Am 9. Januar 2000 fand zum ersten mal in der Vereinsgeschichte ein Neujahrsempfang beim Turnverein Dreieichenhain statt. Der Vorstand des TVD war mit der Resonanz recht zufrieden, vor allem weil damit ein guter Start in das 120. Vereinsjahr geglückt ist.
Nach einer kurzen Begrüßung durch den ersten Vorsitzenden Gerhard Knies führte der stellvertretende Vorsitzende Karlheinz Winkel in einem knappen Abriß durch die Entwicklung des Vereins, die seit der Gründung des TVD im Jahre 1880 vor allem durch den ersten Weltkrieg und während der Nazizeit Rückschläge erlitten hatte. Seit der Fertigstellung im Jahre 1967 war die später ständig erweiterte TVD-Halle, welche nun den Namen Alfred-Haimerl-Halle trägt, zum maßgeblichen Zentrum eines expandierenden Vereins geworden. Mit etwa 1250 Mitgliedern zählt man heute zu den größten in Dreieich.
Mit dem Neujahrsempfang wurde beim TVD endlich auch wieder ein Rahmen gefunden, langjährige Mitglieder und sportliche Erfolge gebührend zu ehren. Für eine 25-jährige Mitgliedschaft erhielten mit Tomas Köpp, Rosemarie Wegeler, Ingeborg Elting, Phöbe Elting, Kerstin Pfannemüller, Dirk Eichler, Erna Delrieux, Cordula Kraft, und Sonja Bartel gleich 9 Personen die silberne Ehrennadel. Daneben erhielten Xaver Kinzer, Martin Geiger, Karl Jung Armin Scheffner, Johannes Knöchel, Günter Groß, Karlheinz Lenhard und Regina Ebert eine Verdienstmedallie für ihre langjährige ehrenamtliche Mitarbeit.
Auch für ihre sportlichen Leistungen wurden zahlreiche Mitglieder geehrt: Melanie Breitfelder und Adrian Aron für ihre Turnerfolge auf Gau-Ebene, Christian Kuhn und Peter Schornik als Kreismeister im Tischtennis-Doppel und Paul Soprun sowie Lars Walde als Dreieichmeister im Tennis. Ferner gab es Auszeichnungen für die 3. und 4. Tischtennis-Mannschaft, sowie die Tennis-Herrenmannschaft der Altersklasse 40.

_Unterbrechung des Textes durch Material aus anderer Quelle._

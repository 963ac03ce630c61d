//! Configuration for the GitHub GraphQL exporter.

use serde::{Deserialize, Serialize};
use std::path::Path;
use std::time::Duration;
use thiserror::Error;

/// Configuration errors.
#[derive(Debug, Error)]
pub enum ConfigError {
    #[error("Failed to read config file: {0}")]
    Io(#[from] std::io::Error),
    #[error("Failed to parse config: {0}")]
    Parse(#[from] json5::Error),
    #[error("Validation error: {0}")]
    Validation(String),
}

/// Complete exporter configuration.
#[derive(Debug, Clone, Default, Serialize, Deserialize)]
pub struct ExporterConfig {
    /// GitHub API settings.
    #[serde(default)]
    pub github: GithubConfig,

    /// Prometheus exporter settings.
    #[serde(default)]
    pub prometheus: PrometheusConfig,

    /// Logging configuration.
    #[serde(default)]
    pub logging: LoggingConfig,
}

/// GitHub GraphQL API configuration.
#[derive(Debug, Clone, Serialize, Deserialize)]
pub struct GithubConfig {
    /// GraphQL endpoint (default: "https://api.github.com/graphql").
    #[serde(default = "default_endpoint")]
    pub endpoint: String,

    /// Personal access token used as a bearer credential.
    #[serde(default, skip_serializing)]
    pub token: String,

    /// Organizations to query, in scrape order.
    #[serde(default)]
    pub organizations: Vec<String>,

    /// Deadline for a single organization query (seconds).
    #[serde(default = "default_timeout")]
    pub timeout_secs: u64,
}

fn default_endpoint() -> String {
    "https://api.github.com/graphql".to_string()
}

fn default_timeout() -> u64 {
    5
}

impl GithubConfig {
    /// Per-query deadline as a [`Duration`].
    pub fn timeout(&self) -> Duration {
        Duration::from_secs(self.timeout_secs)
    }
}

impl Default for GithubConfig {
    fn default() -> Self {
        Self {
            endpoint: default_endpoint(),
            token: String::new(),
            organizations: Vec::new(),
            timeout_secs: default_timeout(),
        }
    }
}

/// Prometheus HTTP endpoint configuration.
#[derive(Debug, Clone, Serialize, Deserialize)]
pub struct PrometheusConfig {
    /// Address to listen on (default: "0.0.0.0:9276").
    #[serde(default = "default_listen")]
    pub listen: String,

    /// Path for metrics endpoint (default: "/metrics").
    #[serde(default = "default_path")]
    pub path: String,

    /// Metric namespace (default: "github").
    #[serde(default = "default_namespace")]
    pub namespace: String,
}

fn default_listen() -> String {
    "0.0.0.0:9276".to_string()
}

fn default_path() -> String {
    "/metrics".to_string()
}

fn default_namespace() -> String {
    "github".to_string()
}

impl Default for PrometheusConfig {
    fn default() -> Self {
        Self {
            listen: default_listen(),
            path: default_path(),
            namespace: default_namespace(),
        }
    }
}

/// Logging configuration.
#[derive(Debug, Clone, Serialize, Deserialize)]
pub struct LoggingConfig {
    /// Log level: "trace", "debug", "info", "warn", "error".
    #[serde(default = "default_log_level")]
    pub level: String,

    /// Log output format: "text" or "json".
    #[serde(default)]
    pub format: LogFormat,
}

fn default_log_level() -> String {
    "info".to_string()
}

impl Default for LoggingConfig {
    fn default() -> Self {
        Self {
            level: default_log_level(),
            format: LogFormat::default(),
        }
    }
}

/// Log output format.
#[derive(Debug, Clone, Copy, Default, PartialEq, Eq, Serialize, Deserialize)]
#[serde(rename_all = "lowercase")]
pub enum LogFormat {
    #[default]
    Text,
    Json,
}

/// Split a comma-separated organization list, dropping blank entries.
pub fn split_organizations(list: &str) -> Vec<String> {
    list.split(',')
        .map(str::trim)
        .filter(|s| !s.is_empty())
        .map(str::to_string)
        .collect()
}

/// Expand a bare `:port` listen address to all interfaces.
pub fn normalize_listen_addr(addr: &str) -> String {
    if addr.starts_with(':') {
        format!("0.0.0.0{}", addr)
    } else {
        addr.to_string()
    }
}

impl ExporterConfig {
    /// Load configuration from a JSON5 file.
    ///
    /// The result is not validated: command-line and environment overrides
    /// are usually applied first, followed by [`ExporterConfig::validate`].
    pub fn load_from_file<P: AsRef<Path>>(path: P) -> Result<Self, ConfigError> {
        let content = std::fs::read_to_string(path)?;
        let config: ExporterConfig = json5::from_str(&content)?;
        Ok(config.normalized())
    }

    /// Parse and validate configuration from a JSON5 string.
    pub fn parse(content: &str) -> Result<Self, ConfigError> {
        let config = json5::from_str::<ExporterConfig>(content)?.normalized();
        config.validate()?;
        Ok(config)
    }

    /// Expand the `:port` listen shorthand accepted on the command line.
    fn normalized(mut self) -> Self {
        self.prometheus.listen = normalize_listen_addr(&self.prometheus.listen);
        self
    }

    /// Validate the configuration.
    pub fn validate(&self) -> Result<(), ConfigError> {
        if self.github.token.trim().is_empty() {
            return Err(ConfigError::Validation(
                "GitHub token is required (set github.token or GITHUB_TOKEN)".to_string(),
            ));
        }

        if self.github.organizations.is_empty() {
            return Err(ConfigError::Validation(
                "At least one organization is required".to_string(),
            ));
        }

        if self
            .github
            .organizations
            .iter()
            .any(|org| org.trim().is_empty())
        {
            return Err(ConfigError::Validation(
                "Organization names must not be blank".to_string(),
            ));
        }

        if self.github.timeout_secs == 0 {
            return Err(ConfigError::Validation(
                "timeout_secs must be > 0".to_string(),
            ));
        }

        if !self.github.endpoint.starts_with("http://")
            && !self.github.endpoint.starts_with("https://")
        {
            return Err(ConfigError::Validation(format!(
                "Invalid GraphQL endpoint: {}",
                self.github.endpoint
            )));
        }

        if self
            .prometheus
            .listen
            .parse::<std::net::SocketAddr>()
            .is_err()
        {
            return Err(ConfigError::Validation(format!(
                "Invalid listen address: {}",
                self.prometheus.listen
            )));
        }

        if !self.prometheus.path.starts_with('/') {
            return Err(ConfigError::Validation(
                "Metrics path must start with /".to_string(),
            ));
        }

        if matches!(self.prometheus.path.as_str(), "/" | "/health") {
            return Err(ConfigError::Validation(format!(
                "Metrics path {} is reserved",
                self.prometheus.path
            )));
        }

        if !is_valid_namespace(&self.prometheus.namespace) {
            return Err(ConfigError::Validation(format!(
                "Invalid metric namespace: {:?}",
                self.prometheus.namespace
            )));
        }

        Ok(())
    }
}

/// Namespaces must match `[a-zA-Z_][a-zA-Z0-9_]*`.
fn is_valid_namespace(namespace: &str) -> bool {
    let mut chars = namespace.chars();
    match chars.next() {
        Some(c) if c.is_ascii_alphabetic() || c == '_' => {}
        _ => return false,
    }
    chars.all(|c| c.is_ascii_alphanumeric() || c == '_')
}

Im Anschluß an die Ehrungen wurde von Wolfgang Pfannemüller ein Konzept zur zukünftigen Vereinsentwicklung vorgestellt. Wesentliche Punkte sind eine Steigerung der Attraktivität des TVD, um mehr Bürger anzuziehen, und der Ausbau der sozialen Kompetenz. Neben finanziellen Aspekten wird es hierfür vor allem wichtig sein, Mitglieder zur aktiven Mitarbeit anzuregen. Mit dem vorgelegten Konzept blickt man nun gespannt in die Zukunft.
Bein Turnverein wertet man den Neujahrsempfang als einen Erfolg und wird diesen mit Sicherheit im nächsten Jahr wiederholen.